Israel desata una ofensiva furiosa contra Irán y Hezbollah: un combo explosivo que no da tregua
En tan solo cuatro días, el Ejército israelí lanzó una catarata de ataques aéreos que dejaron a las fuerzas iraníes y a Hezbollah en jaque. Más de 1.600 incursiones y 4.000 proyectiles abren un capítulo caliente en la región.
La situación en Medio Oriente se puso al rojo vivo cuando el Ejército de Israel arrancó una embestida feroz contra objetivos estratégicos ligados a Irán y Hezbollah. Apenas pasada la medianoche de este miércoles, un vocero de las Fuerzas de Defensa de Israel (FDI) confirmó que se inició una "amplia ola de ataques" contra bases de lanzamiento y sistemas defensivos iraníes.
El conflicto escaló tras detectar un lanzamiento de misiles desde Irán, lo que activó la guardia y el despliegue inmediato de sistemas para neutralizar la amenaza. La ofensiva alcanzó desde un suburbio en Beirut, enclave fuerte de Hezbollah, hasta un hotel próximo a la capital libanesa, dejando a varios puntos tácticos quemados.

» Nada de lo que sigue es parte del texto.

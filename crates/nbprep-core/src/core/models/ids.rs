use serde::{Deserialize, Serialize};
use std::fmt;
use thiserror::Error;

#[derive(Debug, Error, Clone, PartialEq, Eq)]
pub enum KeyError {
    #[error("Residue site '{0}' is not an integer")]
    InvalidSite(String),
}

/// Identifies which residue an atom belongs to, as stored in a neighborhood record.
///
/// The six fields mirror the fixed-width residue tuple of the neighborhood datasets:
/// one-letter residue code, source structure, chain, sequence site, insertion code and
/// secondary-structure code. An id with every field empty marks an unused slot.
#[derive(Debug, Clone, Default, PartialEq, Eq, Hash, Serialize, Deserialize)]
pub struct ResidueId {
    pub residue_name: String,
    pub structure: String,
    pub chain: String,
    pub site: String,
    pub insertion_code: String,
    pub secondary_structure: String,
}

impl ResidueId {
    pub fn new(residue_name: &str, structure: &str, chain: &str, site: &str) -> Self {
        Self {
            residue_name: residue_name.to_string(),
            structure: structure.to_string(),
            chain: chain.to_string(),
            site: site.to_string(),
            insertion_code: String::new(),
            secondary_structure: String::new(),
        }
    }

    pub fn is_empty(&self) -> bool {
        self.residue_name.is_empty()
            && self.structure.is_empty()
            && self.chain.is_empty()
            && self.site.is_empty()
            && self.insertion_code.is_empty()
            && self.secondary_structure.is_empty()
    }

    /// Derives the `(chain, site)` grouping key. The site is parsed as a signed integer.
    pub fn key(&self) -> Result<ResidueKey, KeyError> {
        let site = self
            .site
            .trim()
            .parse::<i64>()
            .map_err(|_| KeyError::InvalidSite(self.site.clone()))?;
        Ok(ResidueKey {
            chain: self.chain.trim().to_string(),
            site,
        })
    }
}

impl fmt::Display for ResidueId {
    fn fmt(&self, f: &mut fmt::Formatter<'_>) -> fmt::Result {
        write!(
            f,
            "{}:{}{}{}",
            self.chain.trim(),
            self.residue_name.trim(),
            self.site.trim(),
            self.insertion_code.trim()
        )
    }
}

/// The `(chain, site)` pair that groups atoms into one residue's side chain.
#[derive(Debug, Clone, PartialEq, Eq, Hash, PartialOrd, Ord)]
pub struct ResidueKey {
    pub chain: String,
    pub site: i64,
}

impl ResidueKey {
    /// Chain identifiers are stored without fixed-width padding, as in [`ResidueId::key`].
    pub fn new(chain: &str, site: i64) -> Self {
        Self {
            chain: chain.trim().to_string(),
            site,
        }
    }
}

impl fmt::Display for ResidueKey {
    fn fmt(&self, f: &mut fmt::Formatter<'_>) -> fmt::Result {
        write!(f, "({}, {})", self.chain, self.site)
    }
}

En detalles oficiales, el Ejército israelí informó que dio en la mira centros de mando del Basij y de seguridad interna en Teherán, apuntados como parte del "régimen terrorista iraní". A su vez, el Comando del Frente Interior israelí mandó alertas por teléfono para que la gente se refugie bajo techo y acate las indicaciones hasta nuevo aviso, el ambiente está más caliente que un horno.
El embajador israelí en Estados Unidos, Yechiel Leiter, tiró la posta diciendo que los ataques, en conjunto con Washington y la operación "Furia Épica", frenaron el programa de misiles nucleares iraní, dejando sitios de mando y lanzadores hechos leña. "El desmantelamiento de cuatro centros clave generó un caos bárbaro entre las filas ayatollah", contó en un video difundido en X.
Leiter no se anduvo con vueltas al explicar que con esta movida, Irán perdió la capacidad de conectar los mensajes de mando con sus tropas de campo, lo que derivó en un bingo de misiles balísticos disparados a diestra y siniestra contra sus vecinos. Lo que se destruyó era el punto donde querían reunir uranio enriquecido con sistemas de lanzamiento, algo vital para avanzar hacia la bomba atómica.
Si no hubiera sido por esta ofensiva, según el diplomático, Irán estaría ya a tiro de dejarnos a todos con la boca abierta, produciendo armas nucleares. Recordó que por informes internos, el régimen tiene cerca de 642 kilos de uranio al 60%, y que subir al 90% les lleva una semana, lo que habilitaría hasta 11 bombas. "Eso es algo que no podíamos dejar pasar", remarcó.